Entrevista:O Estado inteligente

domingo, setembro 17, 2006

O legado de Lula

ESTADO
O legado de Lula

Suely Caldas

O que mais prejudica as decisões de investimento, a escolha de um país para o empreendedor aplicar seu dinheiro? O crescimento medíocre da economia? Juros elevados? Excesso de burocracia? Falta de reformas estruturais? Congresso que não vota leis? Risco jurídico alto? Governo sem estratégia, sem rumo? Instituições frágeis? Ambiente encorajador de corrupção? A tudo isso o governo Lula submeteu o País nestes quase quatro anos. Como esperar prosperidade econômica nos próximos quatro anos com Lula e o PT no poder? Com exceção da gestão macroeconômica e do efeito do Bolsa-Família na renda dos pobres, o governo paralisou. Não investiu em infra-estrutura porque preferiu gastar em consumo e salários e tampouco estimulou o investimento privado ao enfraquecer as agências reguladoras e substituir o marco regulatório por novas regras de cunho ideológico que só trouxeram insegurança e incerteza para quem quer investir. Neste primeiro mandato o governo ficou perdido. Será capaz de se encontrar no segundo?

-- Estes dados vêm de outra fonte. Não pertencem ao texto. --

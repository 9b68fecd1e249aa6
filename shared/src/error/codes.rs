//! Unified error codes for the shop services
//!
//! This module defines all error codes used across the edge gateway,
//! inventory-server and order-server. Error codes are organized by category:
//! - 0xxx: General errors
//! - 4xxx: Order errors
//! - 6xxx: Product / inventory errors
//! - 9xxx: System errors

use serde::{Deserialize, Serialize};
use std::fmt;

/// Unified error code enum
///
/// All error codes are represented as u16 values for efficient serialization
/// and cross-service compatibility (the numeric code travels inside the
/// response envelope, never a free-form string).
#[derive(Debug, Clone, Copy, PartialEq, Eq, Hash, Serialize, Deserialize)]
#[serde(into = "u16", try_from = "u16")]
#[repr(u16)]
pub enum ErrorCode {
    // ==================== 0xxx: General ====================
    /// Operation completed successfully
    Success = 0,
    /// Unknown error
    Unknown = 1,
    /// Validation failed
    ValidationFailed = 2,
    /// Resource not found
    NotFound = 3,
    /// Resource already exists
    AlreadyExists = 4,
    /// Invalid request
    InvalidRequest = 5,

    // ==================== 4xxx: Order ====================
    /// Order not found
    OrderNotFound = 4001,
    /// Target order status is not recognized
    InvalidStatusTarget = 4002,

    // ==================== 6xxx: Product ====================
    /// Product not found
    ProductNotFound = 6001,
    /// Not enough stock to satisfy the requested quantity
    InsufficientStock = 6002,
    /// Category not found
    CategoryNotFound = 6101,
    /// Category name already exists
    CategoryNameExists = 6102,

    // ==================== 9xxx: System ====================
    /// Internal server error
    InternalError = 9001,
    /// Database error
    DatabaseError = 9002,
    /// Network error
    NetworkError = 9003,
    /// Inventory service unavailable
    InventoryUnavailable = 9101,
}

impl ErrorCode {
    /// Get the numeric code value
    #[inline]
    pub const fn code(&self) -> u16 {
        *self as u16
    }

    /// Check if this is a success code
    #[inline]
    pub const fn is_success(&self) -> bool {
        matches!(self, ErrorCode::Success)
    }

    /// Get the developer-facing English message for this error code
    pub const fn message(&self) -> &'static str {
        match self {
            // General
            ErrorCode::Success => "Operation completed successfully",
            ErrorCode::Unknown => "An unknown error occurred",
            ErrorCode::ValidationFailed => "Validation failed",
            ErrorCode::NotFound => "Resource not found",
            ErrorCode::AlreadyExists => "Resource already exists",
            ErrorCode::InvalidRequest => "Invalid request",

            // Order
            ErrorCode::OrderNotFound => "Order not found",
            ErrorCode::InvalidStatusTarget => "Invalid order status",

            // Product
            ErrorCode::ProductNotFound => "Product not found",
            ErrorCode::InsufficientStock => "Insufficient stock",
            ErrorCode::CategoryNotFound => "Category not found",
            ErrorCode::CategoryNameExists => "Category name already exists",

            // System
            ErrorCode::InternalError => "Internal server error",
            ErrorCode::DatabaseError => "Database error",
            ErrorCode::NetworkError => "Network error",
            ErrorCode::InventoryUnavailable => "Inventory service unavailable",
        }
    }
}

impl From<ErrorCode> for u16 {
    #[inline]
    fn from(code: ErrorCode) -> Self {
        code.code()
    }
}

/// Error when converting from an invalid u16 to ErrorCode
#[derive(Debug, Clone, Copy, PartialEq, Eq)]
pub struct InvalidErrorCode(pub u16);

impl fmt::Display for InvalidErrorCode {
    fn fmt(&self, f: &mut fmt::Formatter<'_>) -> fmt::Result {
        write!(f, "invalid error code: {}", self.0)
    }
}

impl std::error::Error for InvalidErrorCode {}

impl TryFrom<u16> for ErrorCode {
    type Error = InvalidErrorCode;

    fn try_from(value: u16) -> Result<Self, Self::Error> {
        match value {
            // General
            0 => Ok(ErrorCode::Success),
            1 => Ok(ErrorCode::Unknown),
            2 => Ok(ErrorCode::ValidationFailed),
            3 => Ok(ErrorCode::NotFound),
            4 => Ok(ErrorCode::AlreadyExists),
            5 => Ok(ErrorCode::InvalidRequest),

            // Order
            4001 => Ok(ErrorCode::OrderNotFound),
            4002 => Ok(ErrorCode::InvalidStatusTarget),

            // Product
            6001 => Ok(ErrorCode::ProductNotFound),
            6002 => Ok(ErrorCode::InsufficientStock),
            6101 => Ok(ErrorCode::CategoryNotFound),
            6102 => Ok(ErrorCode::CategoryNameExists),

            // System
            9001 => Ok(ErrorCode::InternalError),
            9002 => Ok(ErrorCode::DatabaseError),
            9003 => Ok(ErrorCode::NetworkError),
            9101 => Ok(ErrorCode::InventoryUnavailable),

            _ => Err(InvalidErrorCode(value)),
        }
    }
}

impl fmt::Display for ErrorCode {
    fn fmt(&self, f: &mut fmt::Formatter<'_>) -> fmt::Result {
        write!(f, "{}", self.code())
    }
}

#[cfg(test)]
mod tests {
    use super::*;

    #[test]
    fn test_error_code_values() {
        // General
        assert_eq!(ErrorCode::Success.code(), 0);
        assert_eq!(ErrorCode::Unknown.code(), 1);
        assert_eq!(ErrorCode::ValidationFailed.code(), 2);
        assert_eq!(ErrorCode::NotFound.code(), 3);
        assert_eq!(ErrorCode::AlreadyExists.code(), 4);
        assert_eq!(ErrorCode::InvalidRequest.code(), 5);

        // Order
        assert_eq!(ErrorCode::OrderNotFound.code(), 4001);
        assert_eq!(ErrorCode::InvalidStatusTarget.code(), 4002);

        // Product
        assert_eq!(ErrorCode::ProductNotFound.code(), 6001);
        assert_eq!(ErrorCode::InsufficientStock.code(), 6002);
        assert_eq!(ErrorCode::CategoryNotFound.code(), 6101);
        assert_eq!(ErrorCode::CategoryNameExists.code(), 6102);

        // System
        assert_eq!(ErrorCode::InternalError.code(), 9001);
        assert_eq!(ErrorCode::DatabaseError.code(), 9002);
        assert_eq!(ErrorCode::NetworkError.code(), 9003);
        assert_eq!(ErrorCode::InventoryUnavailable.code(), 9101);
    }

    #[test]
    fn test_is_success() {
        assert!(ErrorCode::Success.is_success());
        assert!(!ErrorCode::Unknown.is_success());
        assert!(!ErrorCode::NotFound.is_success());
        assert!(!ErrorCode::InternalError.is_success());
    }

    #[test]
    fn test_try_from_valid() {
        assert_eq!(ErrorCode::try_from(0), Ok(ErrorCode::Success));
        assert_eq!(ErrorCode::try_from(4001), Ok(ErrorCode::OrderNotFound));
        assert_eq!(ErrorCode::try_from(6002), Ok(ErrorCode::InsufficientStock));
        assert_eq!(ErrorCode::try_from(9001), Ok(ErrorCode::InternalError));
        assert_eq!(
            ErrorCode::try_from(9101),
            Ok(ErrorCode::InventoryUnavailable)
        );
    }

    #[test]
    fn test_try_from_invalid() {
        assert_eq!(ErrorCode::try_from(999), Err(InvalidErrorCode(999)));
        assert_eq!(ErrorCode::try_from(10000), Err(InvalidErrorCode(10000)));
        assert_eq!(ErrorCode::try_from(1234), Err(InvalidErrorCode(1234)));
    }

    #[test]
    fn test_from_error_code_to_u16() {
        let code: u16 = ErrorCode::Success.into();
        assert_eq!(code, 0);

        let code: u16 = ErrorCode::OrderNotFound.into();
        assert_eq!(code, 4001);

        let code: u16 = ErrorCode::InternalError.into();
        assert_eq!(code, 9001);
    }

    #[test]
    fn test_serialize() {
        let code = ErrorCode::NotFound;
        let json = serde_json::to_string(&code).unwrap();
        assert_eq!(json, "3");

        let code = ErrorCode::OrderNotFound;
        let json = serde_json::to_string(&code).unwrap();
        assert_eq!(json, "4001");

        let code = ErrorCode::Success;
        let json = serde_json::to_string(&code).unwrap();
        assert_eq!(json, "0");
    }

    #[test]
    fn test_deserialize() {
        let code: ErrorCode = serde_json::from_str("0").unwrap();
        assert_eq!(code, ErrorCode::Success);

        let code: ErrorCode = serde_json::from_str("3").unwrap();
        assert_eq!(code, ErrorCode::NotFound);

        let code: ErrorCode = serde_json::from_str("4001").unwrap();
        assert_eq!(code, ErrorCode::OrderNotFound);

        let code: ErrorCode = serde_json::from_str("9101").unwrap();
        assert_eq!(code, ErrorCode::InventoryUnavailable);
    }

    #[test]
    fn test_deserialize_invalid() {
        let result: Result<ErrorCode, _> = serde_json::from_str("999");
        assert!(result.is_err());

        let result: Result<ErrorCode, _> = serde_json::from_str("10000");
        assert!(result.is_err());
    }

    #[test]
    fn test_display() {
        assert_eq!(format!("{}", ErrorCode::Success), "0");
        assert_eq!(format!("{}", ErrorCode::NotFound), "3");
        assert_eq!(format!("{}", ErrorCode::OrderNotFound), "4001");
        assert_eq!(format!("{}", ErrorCode::InternalError), "9001");
    }

    #[test]
    fn test_message() {
        assert_eq!(
            ErrorCode::Success.message(),
            "Operation completed successfully"
        );
        assert_eq!(ErrorCode::NotFound.message(), "Resource not found");
        assert_eq!(ErrorCode::OrderNotFound.message(), "Order not found");
        assert_eq!(ErrorCode::InsufficientStock.message(), "Insufficient stock");
        assert_eq!(ErrorCode::InternalError.message(), "Internal server error");
    }

    #[test]
    fn test_invalid_error_code_display() {
        let err = InvalidErrorCode(999);
        assert_eq!(format!("{}", err), "invalid error code: 999");
    }

    #[test]
    fn test_roundtrip() {
        // Test that serialization -> deserialization roundtrip works
        let codes = [
            ErrorCode::Success,
            ErrorCode::ValidationFailed,
            ErrorCode::OrderNotFound,
            ErrorCode::InsufficientStock,
            ErrorCode::InternalError,
            ErrorCode::InventoryUnavailable,
        ];

        for code in codes {
            let json = serde_json::to_string(&code).unwrap();
            let parsed: ErrorCode = serde_json::from_str(&json).unwrap();
            assert_eq!(code, parsed);
        }
    }

    #[test]
    fn test_debug() {
        // Test that Debug derive works correctly
        let debug_str = format!("{:?}", ErrorCode::Success);
        assert_eq!(debug_str, "Success");

        let debug_str = format!("{:?}", ErrorCode::OrderNotFound);
        assert_eq!(debug_str, "OrderNotFound");
    }

    #[test]
    fn test_clone_copy() {
        let code = ErrorCode::Success;
        let cloned = code.clone();
        let copied = code;

        assert_eq!(code, cloned);
        assert_eq!(code, copied);
    }

    #[test]
    fn test_hash() {
        use std::collections::HashSet;

        let mut set = HashSet::new();
        set.insert(ErrorCode::Success);
        set.insert(ErrorCode::NotFound);
        set.insert(ErrorCode::Success); // Duplicate

        assert_eq!(set.len(), 2);
        assert!(set.contains(&ErrorCode::Success));
        assert!(set.contains(&ErrorCode::NotFound));
    }
}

De dentro e de fora, o País é visto com desesperança. O Fundo Monetário Internacional (FMI) avisou na quarta-feira: o Brasil vai continuar crescendo pouco em 2007, muito abaixo de China, Índia, Chile, Argentina e outros países emergentes. No mesmo dia, o jornal britânico Financial Times advertiu: com a economia crescendo quase nada, investidores não aplicam em ativos que dependam do crescimento (novas plantas industriais e expansão da produção). Pesquisa da Ernst & Young com 586 líderes de grandes empresas concluiu que o mensalão cancelou investimentos que já haviam sido programados. Outra pesquisa, da consultoria espanhola Management & Excellence com países latino-americanos, constatou que o Brasil é o segundo pior em segurança e em número de presos (169/1.000 habitantes) e sua taxa de desemprego é uma das mais elevadas do Continente. O relatório Doing Business 2007, do Banco Mundial, revela: num ranking de 175 países onde é mais fácil fazer e abrir negócios, o Brasil ficou em 121º lugar, atrás de muitos africanos, porque não fez reformas estruturais. Em outro ranking, da ONG Transparência Internacional sobre percepção de corrupção, o Brasil ficou em 62º lugar, atrás de Botswana e Colômbia.

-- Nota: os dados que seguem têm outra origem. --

//! Repository Module
//!
//! Order persistence over SurrealDB.

pub mod order;

// Re-exports
pub use order::OrderRepository;

use surrealdb::Surreal;
use surrealdb::engine::local::Db;
use thiserror::Error;

/// Repository error types
#[derive(Debug, Error)]
pub enum RepoError {
    #[error("Not found: {0}")]
    NotFound(String),

    #[error("Database error: {0}")]
    Database(String),
}

impl From<surrealdb::Error> for RepoError {
    fn from(err: surrealdb::Error) -> Self {
        RepoError::Database(err.to_string())
    }
}

/// Result type for repository operations
pub type RepoResult<T> = Result<T, RepoError>;

// =============================================================================
// ID Convention: 全栈统一使用 "table:id" 格式
// =============================================================================
//
// 使用 surrealdb::RecordId 处理所有 ID：
//   - 解析: let id: RecordId = "order:abc".parse()?;
//   - 创建: let id = RecordId::from_table_key("order", "abc");
//   - CRUD: db.select(id) / db.delete(id) 直接使用 RecordId

/// Base repository with database reference
#[derive(Clone)]
pub struct BaseRepository {
    db: Surreal<Db>,
}

impl BaseRepository {
    pub fn new(db: Surreal<Db>) -> Self {
        Self { db }
    }

    pub fn db(&self) -> &Surreal<Db> {
        &self.db
    }
}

Pesquisas desfavoráveis não faltam. É verdade que, apesar do pífio crescimento, ainda há uma sensação de melhoria que tende a se esgotar rapidamente, justamente porque a falta de investimentos anula a expectativa de crescimento contínuo no futuro próximo. Na alternativa de um segundo mandato, a saída de Lula seria fazer reformas (política, previdenciária, tributária, administrativa, trabalhista), reduzir gastos correntes e dar uma guinada de 180 graus em relação ao que ele fez nestes anos, recuperando a autonomia das agências reguladoras e refazendo regras que facilitem, e não dificultem, decisões de investimento.
Essa guinada é difícil, mas viável, desde que Lula faça a coisa certa, abandone preconceitos ideológicos e assuma o comando das negociações com o Congresso, com métodos firmes, decentes, sem mensalão, vampiros ou sanguessugas. Mas ele terá consciência, habilidade e paciência para tal? A minúscula coligação do PT nesta eleição (só conseguiu atrair PCdoB e PRB) promete uma base aliada minguada, com poucos parlamentares na Câmara e no Senado. Portanto, não será fácil aprovar reformas que dependam de emenda constitucional e de três quintos dos votos. E, se continuarem adotando os mesmos métodos, Lula e PT podem entregar anéis, dedos, mãos, estatais, ministérios e órgãos públicos ao PMDB e fracassarão - perdendo tempo com o troca-troca sem sucesso.

Pelo alcance e extensão, a corrupção foi a marca política mais relevante e trágica do governo Lula. Os sucessivos escândalos paralisaram o País, o Congresso deixou de votar leis importantes. A falta de definição de limites entre governo e partido levou petistas a se apropriarem de instrumentos de Estado para beneficiar Lula na campanha eleitoral. Mais frágeis e sensíveis, porque estão em plena formação moral e intelectual, os jovens são os mais atingidos pela banalização da corrupção. Como Lula, na famosa entrevista em Paris, eles tendem a considerar natural condutas erradas que deveriam censurar. E recuperar valores de integridade e honestidade leva tempo. Este é o legado mais condenável do governo Lula.